Talazoparib – Potent PARP Inhibitor for BRCA-Mutated Cancer
Talazoparib is a highly potent, innovative oral inhibitor of poly(ADP-ribose) polymerase (PARP) enzymes, specifically PARP-1 and PARP-2. The drug was developed for the targeted therapy of malignancies characterized by DNA repair defects, particularly locally advanced or metastatic breast cancer harboring germline (inherited) BRCA1 or BRCA2 mutations. The mechanism of action of talazoparib is dual: it not only selectively blocks the catalytic activity of PARP enzymes, preventing the repair of single-strand DNA breaks, but also possesses a unique capacity to robustly trap the PARP protein on damaged chromatin sites (the "PARP-trapping" phenomenon). This leads to the irreversible stalling of replication forks, the formation of lethal double-strand DNA breaks, and the subsequent induction of tumor cell apoptosis.
The primary clinical advantage of talazoparib lies in exploiting the principle of "synthetic lethality." In healthy somatic cells, where homologous recombination repair mechanisms are intact, DNA damage is successfully repaired, whereas in BRCA-mutated tumor cells, alternative repair pathways are absent, leading to selective cell death. Among all available PARP inhibitors, talazoparib exhibits the highest efficiency in trapping the PARP enzyme on DNA, which accounts for its potent antitumor activity at substantially lower therapeutic doses. The drug is rapidly absorbed following oral administration, exhibits linear pharmacokinetics, undergoes minimal hepatic metabolism, and is excreted predominantly unchanged by the kidneys.
The drug is administered orally. Prior to initiating therapy, confirmation of a deleterious germline BRCA mutation using a validated test is mandatory, and regular complete blood count monitoring is required throughout the course.
Indications
Talazoparib is indicated for the targeted treatment of adult patients with the following oncological conditions:
- Breast Cancer (BC): monotherapy for locally advanced or metastatic HER2-negative breast cancer in patients with confirmed inherited (germline) BRCA1 or BRCA2 mutations.

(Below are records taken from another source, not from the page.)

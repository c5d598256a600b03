//! Per-chunk speech synthesis with retry and exponential backoff.

use crate::audio::{AudioDecoder, AudioSegment};
use crate::text::TextChunk;
use std::time::Duration;
use thiserror::Error;
use tts_client::{Accent, SpeechBackend, SpeechRequest, TtsError};

/// Result of one synthesis attempt.
#[derive(Debug)]
pub enum SynthesisOutcome {
    Success(AudioSegment),
    /// The service asked us to slow down; worth trying again.
    RetryableFailure,
    FatalFailure(String),
}

/// Non-retryable synthesis failure for one chunk.
#[derive(Debug, Error)]
pub enum SynthesisError {
    #[error("Speech synthesis failed for chunk {chunk_id}: {message}")]
    Fatal { chunk_id: usize, message: String },
}

/// Configuration for retry behavior.
#[derive(Debug, Clone)]
pub struct RetryPolicy {
    /// Total attempts, including the first
    pub max_attempts: u32,
    pub initial_delay: Duration,
    pub backoff_factor: f32,
}

impl Default for RetryPolicy {
    fn default() -> Self {
        Self {
            max_attempts: 3,
            initial_delay: Duration::from_secs(5),
            backoff_factor: 2.0,
        }
    }
}

/// Make a single synthesis call and classify the result.
pub async fn attempt_synthesis(
    backend: &dyn SpeechBackend,
    decoder: &dyn AudioDecoder,
    chunk: &TextChunk,
    accent: Accent,
) -> SynthesisOutcome {
    let request = SpeechRequest::new(chunk.text.clone(), accent);

    let audio = match backend.synthesize(&request).await {
        Ok(audio) => audio,
        Err(TtsError::RateLimited { .. }) => return SynthesisOutcome::RetryableFailure,
        Err(e) => return SynthesisOutcome::FatalFailure(e.to_string()),
    };

    match decoder.decode(&audio.bytes) {
        Ok(segment) => SynthesisOutcome::Success(segment),
        Err(e) => SynthesisOutcome::FatalFailure(e.to_string()),
    }
}

/// Synthesize one chunk, backing off while the service rate-limits us.
///
/// Returns `Ok(None)` once every attempt has been rate-limited; the caller
/// leaves the chunk out of the audiobook.
pub async fn synthesize_chunk(
    backend: &dyn SpeechBackend,
    decoder: &dyn AudioDecoder,
    chunk: &TextChunk,
    accent: Accent,
    policy: &RetryPolicy,
) -> Result<Option<AudioSegment>, SynthesisError> {
    let max_attempts = policy.max_attempts.max(1);
    let mut delay = policy.initial_delay;

    for attempt in 1..=max_attempts {
        match attempt_synthesis(backend, decoder, chunk, accent).await {
            SynthesisOutcome::Success(segment) => return Ok(Some(segment)),
            SynthesisOutcome::FatalFailure(message) => {
                return Err(SynthesisError::Fatal {
                    chunk_id: chunk.chunk_id,
                    message,
                });
            }
            SynthesisOutcome::RetryableFailure if attempt < max_attempts => {
                log::warn!(
                    "Rate limited on chunk {} (attempt {}/{}), retrying in {:?}",
                    chunk.chunk_id,
                    attempt,
                    max_attempts,
                    delay
                );
                tokio::time::sleep(delay).await;
                delay = delay.mul_f32(policy.backoff_factor);
            }
            SynthesisOutcome::RetryableFailure => {}
        }
    }

    log::warn!(
        "Giving up on chunk {} after {} rate-limited attempts",
        chunk.chunk_id,
        max_attempts
    );
    Ok(None)
}

#[cfg(test)]
mod tests {
    use super::*;
    use crate::audio::BytesDecoder;
    use async_trait::async_trait;
    use std::sync::Mutex;
    use tokio::time::Instant;
    use tts_client::{MockBackend, SpeechAudio};

    /// Backend that rate-limits a fixed number of times and records when it was called.
    struct TimedBackend {
        rate_limits: usize,
        calls: Mutex<Vec<Instant>>,
    }

    impl TimedBackend {
        fn new(rate_limits: usize) -> Self {
            Self {
                rate_limits,
                calls: Mutex::new(Vec::new()),
            }
        }

        fn gaps(&self) -> Vec<Duration> {
            let calls = self.calls.lock().unwrap();
            calls.windows(2).map(|w| w[1] - w[0]).collect()
        }
    }

    #[async_trait]
    impl SpeechBackend for TimedBackend {
        async fn synthesize(&self, _request: &SpeechRequest) -> tts_client::Result<SpeechAudio> {
            let mut calls = self.calls.lock().unwrap();
            calls.push(Instant::now());
            if calls.len() <= self.rate_limits {
                Err(TtsError::RateLimited { retry_after: None })
            } else {
                Ok(SpeechAudio { bytes: vec![7, 7] })
            }
        }

        fn name(&self) -> &'static str {
            "timed"
        }
    }

    fn chunk() -> TextChunk {
        TextChunk::new(0, "Hello world.".to_string())
    }

    #[tokio::test(start_paused = true)]
    async fn test_retries_with_backoff_then_succeeds() {
        let backend = TimedBackend::new(2);
        let segment = synthesize_chunk(
            &backend,
            &BytesDecoder,
            &chunk(),
            Accent::American,
            &RetryPolicy::default(),
        )
        .await
        .unwrap();

        assert_eq!(segment.unwrap().samples(), &[7, 7]);
        assert_eq!(
            backend.gaps(),
            vec![Duration::from_secs(5), Duration::from_secs(10)]
        );
    }

    #[tokio::test(start_paused = true)]
    async fn test_exhausted_retries_skip_chunk() {
        let backend = MockBackend::always_fails(TtsError::RateLimited { retry_after: None });
        let started = Instant::now();

        let result = synthesize_chunk(
            &backend,
            &BytesDecoder,
            &chunk(),
            Accent::British,
            &RetryPolicy::default(),
        )
        .await
        .unwrap();

        assert!(result.is_none());
        assert_eq!(backend.call_count(), 3);
        // 5s + 10s of backoff, nothing after the last attempt
        assert_eq!(started.elapsed(), Duration::from_secs(15));
    }

    #[tokio::test(start_paused = true)]
    async fn test_fatal_error_is_not_retried() {
        let backend = MockBackend::always_fails(TtsError::ApiError {
            message: "bad request".to_string(),
            status_code: Some(400),
        });

        let err = synthesize_chunk(
            &backend,
            &BytesDecoder,
            &chunk(),
            Accent::American,
            &RetryPolicy::default(),
        )
        .await
        .unwrap_err();

        assert_eq!(backend.call_count(), 1);
        let SynthesisError::Fatal { chunk_id, message } = err;
        assert_eq!(chunk_id, 0);
        assert!(message.contains("bad request"));
    }

    #[tokio::test]
    async fn test_undecodable_audio_is_fatal() {
        let backend = MockBackend::always_succeeds(&[]);
        let outcome = attempt_synthesis(&backend, &BytesDecoder, &chunk(), Accent::Indian).await;
        assert!(matches!(outcome, SynthesisOutcome::FatalFailure(_)));
    }

    #[tokio::test]
    async fn test_attempt_classifies_rate_limit() {
        let backend = MockBackend::always_fails(TtsError::RateLimited {
            retry_after: Some(30),
        });
        let outcome = attempt_synthesis(&backend, &BytesDecoder, &chunk(), Accent::American).await;
        assert!(matches!(outcome, SynthesisOutcome::RetryableFailure));
        assert_eq!(backend.requests(), vec!["Hello world.".to_string()]);
    }

    #[test]
    fn test_default_retry_policy() {
        let policy = RetryPolicy::default();
        assert_eq!(policy.max_attempts, 3);
        assert_eq!(policy.initial_delay, Duration::from_secs(5));
        assert_eq!(policy.backoff_factor, 2.0);
    }
}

- Prostate Cancer (PC): in combination with enzalutamide for the treatment of adult patients with metastatic castration-resistant prostate cancer (mCRPC) harboring homologous recombination repair (HRR) gene defects.
Dosage and administration
The dosing regimen of talazoparib is selected based on clinical indications, renal function, and hematological tolerability.
- In Breast Cancer (Monotherapy): the recommended therapeutic dose is 1 mg orally once daily.
- In Prostate Cancer (Combination Therapy): the recommended dose is 0.5 mg orally once daily, administered in combination with daily enzalutamide.
- Administration Method: capsules are swallowed whole with a glass of water at approximately the same time each day, with or without food. Do not open, crush, or chew the capsules.
- Duration of Treatment: therapy should be continued until disease progression or unacceptable systemic toxicity occurs.
- Dose Modification for Toxicity: in the event of hematological cytopenias (neutrophils, platelets, hemoglobin), treatment should be withheld. Upon recovery, restart at a reduced dose (e.g., from 1 mg to 0.75 mg, then to 0.5 mg/day).
- Renal Impairment: in patients with moderate renal impairment (creatinine clearance 30–59 mL/min), the daily dose is reduced to 0.75 mg (for monotherapy) or 0.35 mg (for combination therapy).